= Hunting Quarters =

Hunting Quarters is the original name for the area of eastern North Carolina in Carteret County currently known as the towns of Sea Level and Atlantic. The region, originally settled by an English family in the early 18th century, was named Hunting Quarters by the local Coree Indians, living on the plentiful game, fish and oysters.

== History ==
Some of King Charles II "Lords Proprietors", Sir George Carteret being one of many, had advertised in England offering 50 acre of land to the provider of passage for each colonist brought to North Carolina. Thus, on October 28, 1702, Captain John Nelson, owner and operator of his own ship filed what was called an "Entry to Land" which gave him title to six hundred acres of land in what is now Sea Level, Carteret County, North Carolina. In order to keep his land he was required to occupy and use the land or it would be forfeited, thus "Hunting Quarters Plantions" was born. Captain John and his wife Ann Bell, daughter of Joseph Bell and Margaret, acquired large tracts of land on the north and south side of the Neuse River where they raised their children. They planted a number of orchards on the plantations and well as the usual crops. They remained active with the sea as well. The main plantation was on the north side of the Neuse River and a smaller plantation was on the south side near the present day site of Garbacon Creek. He owned property in Craven, Carteret (Hunting Quarters, Sea Level, Merrimon, Adams Creek and on Core Banks) and Hyde Counties.

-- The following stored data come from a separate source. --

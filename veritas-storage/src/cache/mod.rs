//! Tiered in-memory caches.
//!
//! - [`BoundedLruCache`]: plain LRU with a hard entry cap (validation verdicts).
//! - [`TtlCache`]: LRU with per-entry TTL and batch eviction of the oldest
//!   entries on overflow (content analysis).
//! - [`HistoryCache`]: read-through per-author and per-scope message history.
//!
//! Every cache enforces its cap on every insert and degrades to a miss when
//! its lock is poisoned.

pub mod bounded;
pub mod history;
pub mod stats;
pub mod ttl;

pub use bounded::BoundedLruCache;
pub use history::{HistoryCache, HistoryKey};
pub use stats::CacheStats;
pub use ttl::TtlCache;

When their son Thomas died in 1750 leaving his wife and two sons, Thomas Jr. and John, Captain John transferred 540 acre to the boys, appointing his son James as overseer and instructing him that the widow Elizabeth was to receive one-third of the profits of the orchards and the grounds for her lifetime. When young Thomas Jr. became of age in 1759, he gave his younger brother John 450 acre of this area as well as 120 acre in Hunting Quarters for "his better maintenance and livelyhood". It appears that John married and died in his forties. Thomas Jr. died after 1800 and had apparently built a very good shipping business with his ship the "Hunter", as well as having a very prosperous plantation. After Ann died, Captain John married Mary Lewis Taylor. He provided for Mary by giving her a slave and rights to one-half of his Hunting Quarters property for her lifetime. They had no children but Mary had three from an earlier marriage. John died in 1760 and Mary in 1799.